EXERCISE PROMPT:
In the records below, which lines include "display"? Copy them.

(Extracted records)
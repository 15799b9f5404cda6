//! Application setup and initialization

pub mod database;
pub mod routes;
pub mod server;
pub mod services;

use crate::state::AppState;
use anyhow::{Context, Result};
use std::sync::Arc;
use tubely_core::Config;

/// Initialize the entire application
pub async fn initialize_app(config: Config) -> Result<(Arc<AppState>, axum::Router)> {
    // Fail fast on misconfiguration
    config.validate().context("Configuration validation failed")?;

    crate::telemetry::init_telemetry(config.base.log_json)
        .map_err(|e| anyhow::anyhow!("Failed to initialize telemetry: {}", e))?;

    tracing::info!(
        environment = config.environment(),
        "Configuration loaded and validated successfully"
    );

    let pool = database::setup_database(&config).await?;

    let state = services::initialize_services(&config, pool).await?;

    let router = routes::setup_routes(&config, state.clone())?;

    Ok((state, router))
}
//! Tubely Core Library
//!
//! This crate provides the domain models, error types, configuration and validation
//! shared by every Tubely crate.

pub mod config;
pub mod constants;
pub mod error;
pub mod models;
pub mod storage_types;
pub mod validation;

// Re-export commonly used types
pub use config::{BaseConfig, Config, MediaConfig, StorageConfig};
pub use error::{AppError, ErrorMetadata, LogLevel};
pub use storage_types::StorageBackend;
use tubely_core::Config;

#[tokio::main]
async fn main() -> Result<(), anyhow::Error> {
    // Load configuration
    let config = Config::from_env()?;

    // Initialize the application (telemetry, database, storage, routes)
    let (_state, router) = tubely_api::setup::initialize_app(config.clone()).await?;

    tubely_api::setup::server::start_server(&config, router).await?;

    Ok(())
}
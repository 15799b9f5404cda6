//! Database repositories for data access layer
//
// Video records (ownership check + locator updates)
pub mod video;

pub use video::{PgVideoRepository, VideoRepository};
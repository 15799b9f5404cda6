//! Running ffprobe / ffmpeg as child processes.

use crate::error::{ProcessingError, ToolStage};
use std::ffi::OsStr;
use std::process::{Output, Stdio};
use std::time::Duration;
use tokio::process::Command;

/// Validate that a tool path doesn't contain shell metacharacters or dangerous sequences
pub(crate) fn validate_tool_path(path: &str) -> Result<(), ProcessingError> {
    let dangerous_chars = [';', '|', '&', '$', '`', '(', ')', '<', '>', '\n', '\r'];
    if path.is_empty() || path.chars().any(|c| dangerous_chars.contains(&c)) {
        return Err(ProcessingError::InvalidToolPath(path.to_string()));
    }

    if path.contains("..") {
        return Err(ProcessingError::InvalidToolPath(path.to_string()));
    }

    if !path
        .chars()
        .all(|c| c.is_alphanumeric() || c == '/' || c == '-' || c == '_' || c == '.' || c == '\\')
    {
        return Err(ProcessingError::InvalidToolPath(path.to_string()));
    }

    Ok(())
}

/// Run `program` to completion, capturing stdout and stderr.
///
/// The child is killed when the timeout fires or the calling future is dropped.
/// A non-zero exit is returned as `ToolFailed` with stderr in the message.
pub(crate) async fn run_tool<I, S>(
    stage: ToolStage,
    program: &str,
    args: I,
    timeout: Duration,
) -> Result<Output, ProcessingError>
where
    I: IntoIterator<Item = S>,
    S: AsRef<OsStr>,
{
    let child = Command::new(program)
        .args(args)
        .stdin(Stdio::null())
        .stdout(Stdio::piped())
        .stderr(Stdio::piped())
        .kill_on_drop(true)
        .spawn()
        .map_err(|e| ProcessingError::ToolFailed {
            stage,
            message: format!("Failed to execute {}: {}", program, e),
        })?;

    let output = match tokio::time::timeout(timeout, child.wait_with_output()).await {
        Ok(result) => result.map_err(|e| ProcessingError::ToolFailed {
            stage,
            message: format!("Failed to wait for {}: {}", program, e),
        })?,
        Err(_) => {
            tracing::warn!(
                process.executable.name = %program,
                timeout_secs = timeout.as_secs(),
                "External tool timed out, killing"
            );
            return Err(ProcessingError::Timeout {
                stage,
                seconds: timeout.as_secs(),
            });
        }
    };

    if !output.status.success() {
        return Err(ProcessingError::ToolFailed {
            stage,
            message: format!(
                "{} exited with {}: {}",
                program,
                output.status,
                String::from_utf8_lossy(&output.stderr).trim()
            ),
        });
    }

    Ok(output)
}

/// Write an executable `/bin/sh` script named `name` into `dir` and return its path.
#[cfg(all(test, unix))]
pub(crate) fn write_stub_tool(dir: &std::path::Path, name: &str, body: &str) -> String {
    use std::os::unix::fs::PermissionsExt;

    let path = dir.join(name);
    std::fs::write(&path, format!("#!/bin/sh\n{}\n", body)).unwrap();
    std::fs::set_permissions(&path, std::fs::Permissions::from_mode(0o755)).unwrap();
    path.to_string_lossy().into_owned()
}

/// Lines of the `argv` file a stub tool wrote next to itself.
#[cfg(all(test, unix))]
pub(crate) fn recorded_argv(dir: &std::path::Path) -> Vec<String> {
    std::fs::read_to_string(dir.join("argv"))
        .unwrap()
        .lines()
        .map(String::from)
        .collect()
}

/// Shell line that records every argument, one per line, into `argv` beside the script.
#[cfg(all(test, unix))]
pub(crate) const RECORD_ARGV: &str = r#"printf '%s\n' "$@" > "$(dirname "$0")/argv""#;
//! Tubely Database Layer
//!
//! This crate provides the video metadata repository used by the ingestion pipelines.

pub mod db;

pub use db::{PgVideoRepository, VideoRepository};
use std::path::Path;
use std::sync::Arc;
use tubely_core::models::{MediaKind, VideoRecord};
use tubely_core::AppError;
use tubely_db::VideoRepository;
use tubely_storage::{Storage, StorageReader};

use super::authorize::AuthorizedUpload;

/// Streams a finished local file to storage and records its URL on the video.
#[derive(Clone)]
pub struct Publisher {
    storage: Arc<dyn Storage>,
    repository: Arc<dyn VideoRepository>,
}

impl Publisher {
    pub fn new(storage: Arc<dyn Storage>, repository: Arc<dyn VideoRepository>) -> Self {
        Self {
            storage,
            repository,
        }
    }

    /// Upload `file` under `key`, then set the `kind` locator on the record.
    ///
    /// A failed upload leaves the record untouched. A failed record update after a
    /// successful upload leaves the object orphaned and returns `Persistence`.
    #[tracing::instrument(skip(self, upload, file), fields(
        video_id = %upload.video_id(),
        user_id = %upload.user_id(),
        key = %key,
        kind = %kind
    ))]
    pub async fn publish(
        &self,
        upload: &AuthorizedUpload,
        kind: MediaKind,
        key: &str,
        file: &Path,
        content_type: &str,
    ) -> Result<VideoRecord, AppError> {
        let start = std::time::Instant::now();

        let reader: StorageReader = Box::pin(tokio::fs::File::open(file).await.map_err(|e| {
            AppError::Internal(format!("Failed to open {}: {}", file.display(), e))
        })?);

        let url = self
            .storage
            .upload_stream(key, content_type, reader)
            .await?;

        let updated = match kind {
            MediaKind::Video => {
                self.repository
                    .update_video_url(upload.video_id(), upload.user_id(), &url)
                    .await
            }
            MediaKind::Thumbnail => {
                self.repository
                    .update_thumbnail_url(upload.video_id(), upload.user_id(), &url)
                    .await
            }
        };

        let record = updated.map_err(|e| {
            tracing::error!(
                error = %e,
                orphaned_key = %key,
                url = %url,
                "Stored object is not referenced by any record"
            );
            match e {
                AppError::Persistence(_) => e,
                other => AppError::Persistence(other.to_string()),
            }
        })?;

        tracing::info!(
            url = %url,
            storage_backend = %self.storage.backend_type(),
            duration_ms = start.elapsed().as_secs_f64() * 1000.0,
            "Published"
        );

        Ok(record)
    }
}
//! Shared key generation for storage backends.

use base64::Engine;
use tubely_core::constants::STORAGE_KEY_RANDOM_BYTES;
use tubely_core::models::Orientation;

/// 32 random bytes, URL-safe base64 without padding (43 characters).
pub fn random_basename() -> String {
    use rand::Rng;

    let mut rng = rand::rng();
    let random_bytes: Vec<u8> = (0..STORAGE_KEY_RANDOM_BYTES).map(|_| rng.random()).collect();
    base64::engine::general_purpose::URL_SAFE_NO_PAD.encode(random_bytes)
}

/// Key for a published video: `{orientation}/{random}.{ext}`.
pub fn video_key(orientation: Orientation, extension: &str) -> String {
    format!("{}/{}.{}", orientation, random_basename(), extension)
}

/// Key for a published thumbnail: `{random}.{ext}`.
pub fn thumbnail_key(extension: &str) -> String {
    format!("{}.{}", random_basename(), extension)
}
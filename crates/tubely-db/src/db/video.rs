use async_trait::async_trait;
use sqlx::{PgPool, Postgres};
use tubely_core::models::VideoRecord;
use tubely_core::AppError;
use uuid::Uuid;

/// Metadata store operations used by the upload pipelines.
///
/// Records are created elsewhere; this layer only reads them and sets locators. Both
/// updates carry the owner as a precondition, so a record that changed hands between
/// the ownership check and the update is left alone.
#[async_trait]
pub trait VideoRepository: Send + Sync {
    /// Get a video record by ID
    async fn get_video(&self, id: Uuid) -> Result<Option<VideoRecord>, AppError>;

    /// Set `video_url` on a record owned by `user_id`.
    ///
    /// Returns `AppError::Persistence` when no row matched.
    async fn update_video_url(
        &self,
        id: Uuid,
        user_id: Uuid,
        video_url: &str,
    ) -> Result<VideoRecord, AppError>;

    /// Set `thumbnail_url` on a record owned by `user_id`.
    ///
    /// Returns `AppError::Persistence` when no row matched.
    async fn update_thumbnail_url(
        &self,
        id: Uuid,
        user_id: Uuid,
        thumbnail_url: &str,
    ) -> Result<VideoRecord, AppError>;
}

const VIDEO_COLUMNS: &str =
    "id, user_id, title, description, thumbnail_url, video_url, created_at, updated_at";

/// Postgres-backed video repository
#[derive(Clone)]
pub struct PgVideoRepository {
    pool: PgPool,
}

impl PgVideoRepository {
    pub fn new(pool: PgPool) -> Self {
        Self { pool }
    }

    async fn update_column(
        &self,
        column: &'static str,
        id: Uuid,
        user_id: Uuid,
        value: &str,
    ) -> Result<VideoRecord, AppError> {
        let query = format!(
            "UPDATE videos SET {} = $1, updated_at = NOW() WHERE id = $2 AND user_id = $3 RETURNING {}",
            column, VIDEO_COLUMNS
        );

        let updated = sqlx::query_as::<Postgres, VideoRecord>(&query)
            .bind(value)
            .bind(id)
            .bind(user_id)
            .fetch_optional(&self.pool)
            .await
            .map_err(|e| AppError::Persistence(format!("Failed to update {}: {}", column, e)))?;

        updated.ok_or_else(|| {
            AppError::Persistence(format!(
                "Video {} owned by {} was not updated",
                id, user_id
            ))
        })
    }
}

#[async_trait]
impl VideoRepository for PgVideoRepository {
    #[tracing::instrument(skip(self), fields(db.table = "videos", db.operation = "select", db.record_id = %id))]
    async fn get_video(&self, id: Uuid) -> Result<Option<VideoRecord>, AppError> {
        let query = format!("SELECT {} FROM videos WHERE id = $1", VIDEO_COLUMNS);
        let video = sqlx::query_as::<Postgres, VideoRecord>(&query)
            .bind(id)
            .fetch_optional(&self.pool)
            .await?;

        Ok(video)
    }

    #[tracing::instrument(skip(self), fields(db.table = "videos", db.operation = "update", db.record_id = %id))]
    async fn update_video_url(
        &self,
        id: Uuid,
        user_id: Uuid,
        video_url: &str,
    ) -> Result<VideoRecord, AppError> {
        self.update_column("video_url", id, user_id, video_url).await
    }

    #[tracing::instrument(skip(self), fields(db.table = "videos", db.operation = "update", db.record_id = %id))]
    async fn update_thumbnail_url(
        &self,
        id: Uuid,
        user_id: Uuid,
        thumbnail_url: &str,
    ) -> Result<VideoRecord, AppError> {
        self.update_column("thumbnail_url", id, user_id, thumbnail_url)
            .await
    }
}
//! Faststart remux - moves the moov atom to the front without re-encoding

use crate::error::{ProcessingError, ToolStage};
use crate::tool::{run_tool, validate_tool_path};
use async_trait::async_trait;
use std::ffi::{OsStr, OsString};
use std::path::{Path, PathBuf};
use std::time::Duration;
use tempfile::TempPath;

/// Remuxed copy of a staged upload. Deleted when dropped.
#[derive(Debug)]
pub struct OptimizedFile {
    path: TempPath,
}

impl OptimizedFile {
    /// Take ownership of `path`; whatever is there gets removed on drop.
    pub fn new(path: PathBuf) -> Result<Self, ProcessingError> {
        let path = TempPath::try_from_path(path).map_err(ProcessingError::ScratchFile)?;
        Ok(Self { path })
    }

    pub fn path(&self) -> &Path {
        &self.path
    }
}

/// `{input}.processing`
pub fn optimized_path(input: &Path) -> PathBuf {
    let mut name = OsString::from(input.as_os_str());
    name.push(".processing");
    PathBuf::from(name)
}

/// Rewrites a local media file for progressive playback.
#[async_trait]
pub trait Remuxer: Send + Sync {
    async fn remux(&self, input: &Path) -> Result<OptimizedFile, ProcessingError>;
}

/// `Remuxer` backed by the ffmpeg binary.
pub struct FfmpegRemuxer {
    ffmpeg_path: String,
    timeout: Duration,
}

impl FfmpegRemuxer {
    pub fn new(ffmpeg_path: String, timeout: Duration) -> Result<Self, ProcessingError> {
        validate_tool_path(&ffmpeg_path)?;
        Ok(Self {
            ffmpeg_path,
            timeout,
        })
    }
}

#[async_trait]
impl Remuxer for FfmpegRemuxer {
    #[tracing::instrument(skip(self), fields(
        process.executable.name = "ffmpeg",
        process.executable.path = %self.ffmpeg_path,
        ffmpeg.operation = "faststart"
    ))]
    async fn remux(&self, input: &Path) -> Result<OptimizedFile, ProcessingError> {
        let start = std::time::Instant::now();
        // Owned before ffmpeg starts so a partial output is removed on every failure.
        let output = OptimizedFile::new(optimized_path(input))?;

        let args = [
            OsStr::new("-y"),
            OsStr::new("-i"),
            input.as_os_str(),
            OsStr::new("-c"),
            OsStr::new("copy"),
            OsStr::new("-movflags"),
            OsStr::new("faststart"),
            OsStr::new("-f"),
            OsStr::new("mp4"),
            output.path().as_os_str(),
        ];
        run_tool(ToolStage::Remux, &self.ffmpeg_path, args, self.timeout).await?;

        tracing::info!(
            duration_ms = start.elapsed().as_millis(),
            output = %output.path().display(),
            "Faststart remux completed"
        );

        Ok(output)
    }
}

WRITTEN SOLUTION:
            AppError::Internal(format!("Failed to open {}: {}", file.display(), e))
            output = %output.path().display(),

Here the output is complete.